#### What to work on:
Word for word, write out all of the entries that follow.

#### Information provided:

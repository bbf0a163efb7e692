//! Error types shared across the core library

use thiserror::Error;

pub type ExploreResult<T> = Result<T, ExploreError>;

#[derive(Debug, Error)]
pub enum ExploreError {
    #[error("Transport error: {0}")]
    Transport(String),

    #[error("{detail}")]
    Http { status: u16, detail: String },

    #[error("Not authenticated: {0}")]
    Auth(String),

    #[error("Request cancelled")]
    Cancelled,

    #[error("Failed to extract text from {filename}: {message}")]
    Extraction { filename: String, message: String },

    #[error("Unsupported attachment: {0}")]
    UnsupportedAttachment(String),

    #[error("Attachment {filename} is too large: {size} bytes (limit {limit})")]
    AttachmentTooLarge {
        filename: String,
        size: usize,
        limit: usize,
    },

    #[error("Validation error: {0}")]
    Validation(String),

    #[error("Not found: {0}")]
    NotFound(String),

    #[error("Configuration error: {0}")]
    Config(String),

    #[error("Serialization error: {0}")]
    Serialization(#[from] serde_json::Error),

    #[error("IO error: {0}")]
    Io(#[from] std::io::Error),
}

impl ExploreError {
    pub fn transport(msg: impl Into<String>) -> Self {
        Self::Transport(msg.into())
    }

    pub fn extraction(filename: impl Into<String>, msg: impl Into<String>) -> Self {
        Self::Extraction {
            filename: filename.into(),
            message: msg.into(),
        }
    }

    pub fn validation(msg: impl Into<String>) -> Self {
        Self::Validation(msg.into())
    }

    pub fn is_cancelled(&self) -> bool {
        matches!(self, Self::Cancelled)
    }

    /// Failures caused by the service or the network rather than by local state.
    pub fn is_transport_class(&self) -> bool {
        matches!(
            self,
            Self::Transport(_) | Self::Http { .. } | Self::Auth(_) | Self::Serialization(_)
        )
    }

    /// Message shown in the assistant panel.
    pub fn user_message(&self) -> String {
        match self {
            Self::Http { detail, .. } => detail.clone(),
            Self::Auth(_) => "Not authenticated".to_string(),
            Self::Transport(msg) => msg.clone(),
            Self::Extraction { message, .. } => message.clone(),
            other => other.to_string(),
        }
    }
}

impl From<reqwest::Error> for ExploreError {
    fn from(error: reqwest::Error) -> Self {
        if let Some(status) = error.status() {
            return Self::Http {
                status: status.as_u16(),
                detail: format!("HTTP {}", status.as_u16()),
            };
        }
        Self::Transport(error.to_string())
    }
}

impl From<toml::de::Error> for ExploreError {
    fn from(error: toml::de::Error) -> Self {
        Self::Config(error.to_string())
    }
}
//! Turns snapshot updates into terminal output

use explore_core::agentic::chat::{ChatSnapshot, Phase, TurnId};
use std::collections::{HashMap, HashSet};
use std::fmt::Write as _;
use std::io::Write as _;
use tokio::sync::watch;

/// Remembers what has already been printed so each snapshot only emits the delta.
#[derive(Debug, Default)]
pub struct Renderer {
    last_phase: Phase,
    last_error: Option<String>,
    printed: HashMap<TurnId, usize>,
    finished: HashSet<TurnId>,
    loading: Vec<String>,
    attachment_count: usize,
    attachment_error_count: usize,
}

impl Renderer {
    pub fn render(&mut self, snapshot: &ChatSnapshot) -> String {
        let mut out = String::new();

        if snapshot.phase != self.last_phase {
            if snapshot.phase.is_loading() {
                let _ = writeln!(out, "  [{}...]", snapshot.phase);
            }
            self.last_phase = snapshot.phase;
        }

        // Turns dropped by clear, edit or regenerate are forgotten.
        let present: HashSet<&TurnId> = snapshot.messages.iter().map(|t| &t.id).collect();
        self.printed.retain(|id, _| present.contains(id));
        self.finished.retain(|id| present.contains(id));

        for turn in snapshot.messages.iter().filter(|t| !t.is_user()) {
            if self.finished.contains(&turn.id) {
                continue;
            }
            let visible = turn.visible_content();
            let printed = self.printed.entry(turn.id.clone()).or_insert(0);
            if *printed == 0 && !visible.is_empty() {
                out.push_str("assistant> ");
            }
            if visible.len() > *printed {
                out.push_str(&visible[*printed..]);
                *printed = visible.len();
            }

            if !turn.is_revealing() {
                if turn.is_cancelled() {
                    out.push_str(" [cancelled]");
                }
                out.push('\n');
                for source in turn.sources() {
                    let _ = match source.page_number {
                        Some(page) => writeln!(out, "  source: {} (p. {})", source.filename, page),
                        None => writeln!(out, "  source: {}", source.filename),
                    };
                }
                self.finished.insert(turn.id.clone());
            }
        }

        if snapshot.error != self.last_error {
            if let Some(error) = &snapshot.error {
                let _ = writeln!(out, "error: {}", error);
            }
            self.last_error = snapshot.error.clone();
        }

        for filename in &snapshot.loading_attachment_filenames {
            if !self.loading.contains(filename) {
                let _ = writeln!(out, "  extracting {}...", filename);
            }
        }
        self.loading = snapshot.loading_attachment_filenames.clone();

        if snapshot.attachments.len() > self.attachment_count {
            for attachment in &snapshot.attachments[self.attachment_count..] {
                let _ = writeln!(
                    out,
                    "  attached {} ({} chars)",
                    attachment.filename,
                    attachment.extracted_text.chars().count()
                );
            }
        }
        self.attachment_count = snapshot.attachments.len();

        if snapshot.attachment_errors.len() > self.attachment_error_count {
            for error in &snapshot.attachment_errors[self.attachment_error_count..] {
                let _ = writeln!(out, "  could not attach {}: {}", error.filename, error.message);
            }
        }
        self.attachment_error_count = snapshot.attachment_errors.len();

        out
    }
}

/// Prints every published snapshot until the controller goes away.
pub async fn follow(mut rx: watch::Receiver<ChatSnapshot>) {
    let mut renderer = Renderer::default();
    while rx.changed().await.is_ok() {
        let snapshot = rx.borrow_and_update().clone();
        let out = renderer.render(&snapshot);
        if !out.is_empty() {
            print!("{}", out);
            let _ = std::io::stdout().flush();
        }
    }
}

/// Whole conversation, numbering user turns the way `/edit` expects.
pub fn history(snapshot: &ChatSnapshot) -> String {
    let mut out = String::new();
    let mut user_index = 0;
    for turn in snapshot.messages.iter() {
        if turn.is_user() {
            user_index += 1;
            let _ = writeln!(out, "[{}] you> {}", user_index, turn.content);
            for attachment in turn.attachments() {
                let _ = writeln!(out, "      + {}", attachment.filename);
            }
        } else {
            let marker = if turn.is_cancelled() { " [cancelled]" } else { "" };
            let _ = writeln!(out, "    assistant> {}{}", turn.visible_content(), marker);
        }
    }
    if out.is_empty() {
        out.push_str("(empty)\n");
    }
    out
}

#### Answer:
repository bbf0a163efb7e692
//! Error types shared across the core library

use thiserror::Error;

pub type ExploreResult<T> = Result<T, ExploreError>;

#[derive(Debug, Error)]
pub enum ExploreError {
    #[error("Transport error: {0}")]
    Transport(String),

    #[error("{detail}")]
    Http { status: u16, detail: String },

    #[error("Not authenticated: {0}")]
    Auth(String),

    #[error("Request cancelled")]
    Cancelled,

    #[error("Failed to extract text from {filename}: {message}")]
    Extraction { filename: String, message: String },

    #[error("Unsupported attachment: {0}")]
    UnsupportedAttachment(String),

    #[error("Attachment {filename} is too large: {size} bytes (limit {limit})")]
    AttachmentTooLarge {
        filename: String,
        size: usize,
        limit: usize,
    },

    #[error("Validation error: {0}")]
    Validation(String),

    #[error("Not found: {0}")]
    NotFound(String),

    #[error("Configuration error: {0}")]
    Config(String),

    #[error("Serialization error: {0}")]
    Serialization(#[from] serde_json::Error),

    #[error("IO error: {0}")]
    Io(#[from] std::io::Error),
}

impl ExploreError {
    pub fn transport(msg: impl Into<String>) -> Self {
        Self::Transport(msg.into())
    }

    pub fn extraction(filename: impl Into<String>, msg: impl Into<String>) -> Self {
        Self::Extraction {
            filename: filename.into(),
            message: msg.into(),
        }
    }

    pub fn validation(msg: impl Into<String>) -> Self {
        Self::Validation(msg.into())
    }

    pub fn is_cancelled(&self) -> bool {
        matches!(self, Self::Cancelled)
    }

    /// Failures caused by the service or the network rather than by local state.
    pub fn is_transport_class(&self) -> bool {
        matches!(
            self,
            Self::Transport(_) | Self::Http { .. } | Self::Auth(_) | Self::Serialization(_)
        )
    }

    /// Message shown in the assistant panel.
    pub fn user_message(&self) -> String {
        match self {
            Self::Http { detail, .. } => detail.clone(),
            Self::Auth(_) => "Not authenticated".to_string(),
            Self::Transport(msg) => msg.clone(),
            Self::Extraction { message, .. } => message.clone(),
            other => other.to_string(),
        }
    }
}

impl From<reqwest::Error> for ExploreError {
    fn from(error: reqwest::Error) -> Self {
        if let Some(status) = error.status() {
            return Self::Http {
                status: status.as_u16(),
                detail: format!("HTTP {}", status.as_u16()),
            };
        }
        Self::Transport(error.to_string())
    }
}

impl From<toml::de::Error> for ExploreError {
    fn from(error: toml::de::Error) -> Self {
        Self::Config(error.to_string())
    }
}
//! Turns snapshot updates into terminal output

use explore_core::agentic::chat::{ChatSnapshot, Phase, TurnId};
use std::collections::{HashMap, HashSet};
use std::fmt::Write as _;
use std::io::Write as _;
use tokio::sync::watch;

/// Remembers what has already been printed so each snapshot only emits the delta.
#[derive(Debug, Default)]
pub struct Renderer {
    last_phase: Phase,
    last_error: Option<String>,
    printed: HashMap<TurnId, usize>,
    finished: HashSet<TurnId>,
    loading: Vec<String>,
    attachment_count: usize,
    attachment_error_count: usize,
}

impl Renderer {
    pub fn render(&mut self, snapshot: &ChatSnapshot) -> String {
        let mut out = String::new();

        if snapshot.phase != self.last_phase {
            if snapshot.phase.is_loading() {
                let _ = writeln!(out, "  [{}...]", snapshot.phase);
            }
            self.last_phase = snapshot.phase;
        }

        // Turns dropped by clear, edit or regenerate are forgotten.
        let present: HashSet<&TurnId> = snapshot.messages.iter().map(|t| &t.id).collect();
        self.printed.retain(|id, _| present.contains(id));
        self.finished.retain(|id| present.contains(id));

        for turn in snapshot.messages.iter().filter(|t| !t.is_user()) {
            if self.finished.contains(&turn.id) {
                continue;
            }
            let visible = turn.visible_content();
            let printed = self.printed.entry(turn.id.clone()).or_insert(0);
            if *printed == 0 && !visible.is_empty() {
                out.push_str("assistant> ");
            }
            if visible.len() > *printed {
                out.push_str(&visible[*printed..]);
                *printed = visible.len();
            }

            if !turn.is_revealing() {
                if turn.is_cancelled() {
                    out.push_str(" [cancelled]");
                }
                out.push('\n');
                for source in turn.sources() {
                    let _ = match source.page_number {
                        Some(page) => writeln!(out, "  source: {} (p. {})", source.filename, page),
                        None => writeln!(out, "  source: {}", source.filename),
                    };
                }
                self.finished.insert(turn.id.clone());
            }
        }

        if snapshot.error != self.last_error {
            if let Some(error) = &snapshot.error {
                let _ = writeln!(out, "error: {}", error);
            }
            self.last_error = snapshot.error.clone();
        }

        for filename in &snapshot.loading_attachment_filenames {
            if !self.loading.contains(filename) {
                let _ = writeln!(out, "  extracting {}...", filename);
            }
        }
        self.loading = snapshot.loading_attachment_filenames.clone();

        if snapshot.attachments.len() > self.attachment_count {
            for attachment in &snapshot.attachments[self.attachment_count..] {
                let _ = writeln!(
                    out,
                    "  attached {} ({} chars)",
                    attachment.filename,
                    attachment.extracted_text.chars().count()
                );
            }
        }
        self.attachment_count = snapshot.attachments.len();

        if snapshot.attachment_errors.len() > self.attachment_error_count {
            for error in &snapshot.attachment_errors[self.attachment_error_count..] {
                let _ = writeln!(out, "  could not attach {}: {}", error.filename, error.message);
            }
        }
        self.attachment_error_count = snapshot.attachment_errors.len();

        out
    }
}

/// Prints every published snapshot until the controller goes away.
pub async fn follow(mut rx: watch::Receiver<ChatSnapshot>) {
    let mut renderer = Renderer::default();
    while rx.changed().await.is_ok() {
        let snapshot = rx.borrow_and_update().clone();
        let out = renderer.render(&snapshot);
        if !out.is_empty() {
            print!("{}", out);
            let _ = std::io::stdout().flush();
        }
    }
}

/// Whole conversation, numbering user turns the way `/edit` expects.
pub fn history(snapshot: &ChatSnapshot) -> String {
    let mut out = String::new();
    let mut user_index = 0;
    for turn in snapshot.messages.iter() {
        if turn.is_user() {
            user_index += 1;
            let _ = writeln!(out, "[{}] you> {}", user_index, turn.content);
            for attachment in turn.attachments() {
                let _ = writeln!(out, "      + {}", attachment.filename);
            }
        } else {
            let marker = if turn.is_cancelled() { " [cancelled]" } else { "" };
            let _ = writeln!(out, "    assistant> {}{}", turn.visible_content(), marker);
        }
    }
    if out.is_empty() {
        out.push_str("(empty)\n");
    }
    out
}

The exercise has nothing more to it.